In April, we wrote about Alaska Air Group’s purchase of Virgin America for $2.6 billion, and the Antitrust Division of the U.S. Department of Justice finally approved the merger Tuesday.
Alaska Airlines is the sixth largest U.S.-based passenger carrier currently. After merging, it will become the fifth largest airline. Still, the “big four”—American Airlines, Delta Air Lines, Southwest Airlines and United Airlines—control more than 80 percent of the U.S. market. Once merged, Alaska will operate about 1,200 departures per day with hubs in Seattle, San Francisco, Los Angeles, Portland, Ore., and Anchorage, Alaska.
“We remain confident in the merits of this transaction,” Alaska Air Group President and CEO Brad Tilden said in a press release. “The expanded West Coast presence and larger costumer base create an enhanced platform for growth, which is good for investors, employees and especially customers – who benefit from more choices, increased competition and low fares.”
As a condition of DOJ clearance, Alaska was not required to divest or sell any assets. However, the airline agreed to implement limited changes to the codeshare agreement with American Airlines. Alaska and American will no longer codeshare on flights that Virgin America and American Airlines both operate competitively.
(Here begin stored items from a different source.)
//! The protocol handler abstraction: a uniform contract every concrete
//! protocol implementation (Modbus TCP, OPC UA, ...) honors so the rest
//! of the gateway can treat devices polymorphically.

use std::any::Any;
use std::collections::HashMap;

use async_trait::async_trait;
use thiserror::Error;

use crate::context::{Context, ContextError};
use crate::model::device::Device;
use crate::tags::structures::{Tag, TagValue};

/// Errors a handler operation can produce.
#[derive(Debug, Error, Clone)]
pub enum HandlerError {
    #[error("operation cancelled")]
    Cancelled,
    #[error("operation timed out")]
    Timeout,
    #[error("connect failed: {0}")]
    ConnectFailed(String),
    #[error("ping failed: {0}")]
    PingFailed(String),
    #[error("read failed: {0}")]
    ReadFailed(String),
    #[error("write failed: {0}")]
    WriteFailed(String),
    #[error("tag is not writable")]
    NotWritable,
    #[error("invalid address: {0}")]
    InvalidAddress(String),
    #[error("device not connected")]
    NotConnected,
    #[error("unsupported operation: {0}")]
    Unsupported(String),
}

impl crate::breaker::BreakerFailure for HandlerError {
    /// Validation errors (`NotWritable`, `InvalidAddress`, ...) never
    /// reached the wire, so they don't count against the breaker;
    /// transient I/O errors do.
    fn counts_as_breaker_failure(&self) -> bool {
        matches!(
            self,
            HandlerError::Timeout
                | HandlerError::ConnectFailed(_)
                | HandlerError::PingFailed(_)
                | HandlerError::ReadFailed(_)
                | HandlerError::WriteFailed(_)
        )
    }
}

impl From<ContextError> for HandlerError {
    fn from(e: ContextError) -> Self {
        match e {
            ContextError::Cancelled => HandlerError::Cancelled,
            ContextError::DeadlineExceeded => HandlerError::Timeout,
        }
    }
}

pub type DriverResult<T> = Result<T, HandlerError>;

/// Vendor/model/firmware info (`get_device_info`).
#[derive(Debug, Clone, Default)]
pub struct DeviceInfo {
    pub vendor: String,
    pub model: String,
    pub firmware: String,
    pub capabilities: Vec<String>,
}

/// Health snapshot (`get_diagnostics`).
#[derive(Debug, Clone, Default)]
pub struct Diagnostics {
    pub is_healthy: bool,
    pub last_communication: Option<u64>,
    pub connection_uptime_ms: Option<u64>,
    pub error_counts: u64,
}

/// The core trait every concrete device protocol handler implements.
/// Every network-bound operation accepts a `Context` and must return
/// promptly once it is cancelled.
#[async_trait]
pub trait DeviceHandler: Send + Sync {
    /// Protocol tag this handler serves (matches `Device::protocol`).
    fn protocol(&self) -> &'static str;

    /// Connect to the underlying device. Idempotent when already
    /// connected.
    async fn connect(&self, ctx: &Context, device: &Device) -> DriverResult<()>;

    /// Disconnect from the underlying device. Never fails; idempotent.
    async fn disconnect(&self, device: &Device);

    /// Non-blocking connection check.
    async fn is_connected(&self, device: &Device) -> bool;

    /// Liveness check.
    async fn ping(&self, ctx: &Context, device: &Device) -> DriverResult<()>;

    /// Read a single tag.
    async fn read_tag(&self, ctx: &Context, device: &Device, tag: &Tag) -> DriverResult<TagValue>;

    /// Read a batch of tags. MUST be at least as efficient as parallel
    /// `read_tag` calls and MAY coalesce adjacent addresses.
    async fn read_multiple_tags(
        &self,
        ctx: &Context,
        device: &Device,
        tags: &[Tag],
    ) -> HashMap<String, DriverResult<TagValue>>;

    /// Write a single tag.
    async fn write_tag(
        &self,
        ctx: &Context,
        device: &Device,
        tag: &Tag,
        value: TagValue,
    ) -> DriverResult<()>;

    async fn get_device_info(&self, ctx: &Context, device: &Device) -> DriverResult<DeviceInfo>;

    async fn get_diagnostics(&self, device: &Device) -> Diagnostics;

    /// Bounded by `ctx` cancellation.
    async fn discover_devices(&self, ctx: &Context, cidr_or_range: &str) -> DriverResult<Vec<Device>>;

    /// Enable downcasting to a concrete handler type, used by callers
    /// that need to expose protocol-specific operations.
    fn as_any(&self) -> &dyn Any;
}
The majority of other routes will remain intact, as well as Alaska’s agreements and partnerships with other airlines, including Delta.
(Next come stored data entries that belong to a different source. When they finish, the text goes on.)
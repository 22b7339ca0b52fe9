//! Cooperative cancellation + deadline context threaded through every
//! network-bound operation. Kept intentionally small rather
//! than pulling in `tokio-util` for a single `CancellationToken`.

use std::sync::atomic::{AtomicBool, Ordering};
use std::sync::Arc;
use std::time::Duration;

use tokio::sync::Notify;
use tokio::time::Instant;

/// Cancellation signal shared between a `Context` and whoever can cancel it.
#[derive(Clone, Default)]
pub struct CancelHandle {
    cancelled: Arc<AtomicBool>,
    notify: Arc<Notify>,
}

impl CancelHandle {
    pub fn new() -> Self {
        Self::default()
    }

    pub fn cancel(&self) {
        self.cancelled.store(true, Ordering::SeqCst);
        self.notify.notify_waiters();
    }

    pub fn is_cancelled(&self) -> bool {
        self.cancelled.load(Ordering::SeqCst)
    }

    async fn cancelled(&self) {
        if self.is_cancelled() {
            return;
        }
        self.notify.notified().await;
    }
}

/// A deadline + cancellation signal passed into every handler/connector/
/// egress operation. Operations must return `Cancelled` promptly once
/// this fires, without partial bookkeeping mutation.
#[derive(Clone)]
pub struct Context {
    deadline: Option<Instant>,
    cancel: CancelHandle,
}

impl Context {
    /// A context with no deadline and no cancellation (mostly for tests).
    pub fn background() -> Self {
        Self {
            deadline: None,
            cancel: CancelHandle::new(),
        }
    }

    pub fn with_timeout(timeout: Duration) -> (Self, CancelHandle) {
        let cancel = CancelHandle::new();
        let ctx = Self {
            deadline: Some(Instant::now() + timeout),
            cancel: cancel.clone(),
        };
        (ctx, cancel)
    }

    pub fn with_cancel() -> (Self, CancelHandle) {
        let cancel = CancelHandle::new();
        let ctx = Self {
            deadline: None,
            cancel: cancel.clone(),
        };
        (ctx, cancel)
    }

    /// An already-cancelled context, for the "cancel before call"
    /// testable property.
    pub fn cancelled() -> Self {
        let cancel = CancelHandle::new();
        cancel.cancel();
        Self {
            deadline: None,
            cancel,
        }
    }

    pub fn is_cancelled(&self) -> bool {
        self.cancel.is_cancelled()
    }

    pub fn deadline(&self) -> Option<Instant> {
        self.deadline
    }

    /// Remaining budget, clamped to `upper` (the operation's own default
    /// timeout). Returns `Duration::ZERO` if the deadline has passed.
    pub fn remaining(&self, upper: Duration) -> Duration {
        match self.deadline {
            Some(d) => d.saturating_duration_since(Instant::now()).min(upper),
            None => upper,
        }
    }

    /// Runs `fut` with this context's deadline/cancellation applied,
    /// racing the operation timeout against whichever is tighter.
    pub async fn run<F, T>(&self, op_timeout: Duration, fut: F) -> Result<T, ContextError>
    where
        F: std::future::Future<Output = T>,
    {
        if self.is_cancelled() {
            return Err(ContextError::Cancelled);
        }
        let budget = self.remaining(op_timeout);
        if budget.is_zero() {
            return Err(ContextError::DeadlineExceeded);
        }

        tokio::select! {
            biased;
            _ = self.cancel.cancelled() => Err(ContextError::Cancelled),
            _ = tokio::time::sleep(budget) => Err(ContextError::DeadlineExceeded),
            out = fut => Ok(out),
        }
    }
}

#[derive(Debug, Clone, Copy, PartialEq, Eq, thiserror::Error)]
pub enum ContextError {
    #[error("operation cancelled")]
    Cancelled,
    #[error("operation deadline exceeded")]
    DeadlineExceeded,
}

#[cfg(test)]
mod tests {
    use super::*;

    #[tokio::test]
    async fn already_cancelled_fails_fast_without_running_future() {
        let ctx = Context::cancelled();
        let ran = Arc::new(AtomicBool::new(false));
        let ran2 = ran.clone();
        let start = std::time::Instant::now();
        let result = ctx
            .run(Duration::from_secs(5), async move {
                ran2.store(true, Ordering::SeqCst);
            })
            .await;
        assert_eq!(result, Err(ContextError::Cancelled));
        assert!(!ran.load(Ordering::SeqCst));
        assert!(start.elapsed() < Duration::from_millis(10));
    }

    #[tokio::test]
    async fn cancel_mid_flight_aborts_the_wait() {
        let (ctx, cancel) = Context::with_cancel();
        let handle = tokio::spawn(async move {
            ctx.run(Duration::from_secs(5), async {
                tokio::time::sleep(Duration::from_secs(5)).await;
            })
            .await
        });
        tokio::time::sleep(Duration::from_millis(10)).await;
        cancel.cancel();
        let result = handle.await.unwrap();
        assert_eq!(result, Err(ContextError::Cancelled));
    }

    #[tokio::test]
    async fn deadline_expires_before_future_completes() {
        let (ctx, _cancel) = Context::with_timeout(Duration::from_millis(20));
        let result = ctx
            .run(Duration::from_secs(5), async {
                tokio::time::sleep(Duration::from_secs(5)).await;
            })
            .await;
        assert_eq!(result, Err(ContextError::DeadlineExceeded));
    }
}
The deal is expected to close by Jan. 1, 2017. For the time being, Alaska will honor both programs’ loyalty points, and the programs “will remain distinct until the transaction closes,” according to both airlines. Tilden previously mentioned that he might keep the Virgin America brand and run the two airlines separately under common ownership, which could potentially keep both loyalty programs unchanged.
As we’ve seen with other airline mergers, loyalty programs have been combined into one (usually the bigger airline’s program), but it is uncertain how exactly the change would be implemented in this case, if at all. Virgin America uses a revenue-based award chart, and Alaska uses a traditional award chart. Handling point conversions between the programs might be a little tricky. Only time would tell how the acquisition would affect both frequent-flyer programs.
Although it’s too early to tell how the cookie will crumble and whether this merger would benefit flyers, I hope the change is for the best and that the airline would be able to compete effectively with the top four carriers.
What do you think of the Alaska Airlines-Virgin America merger?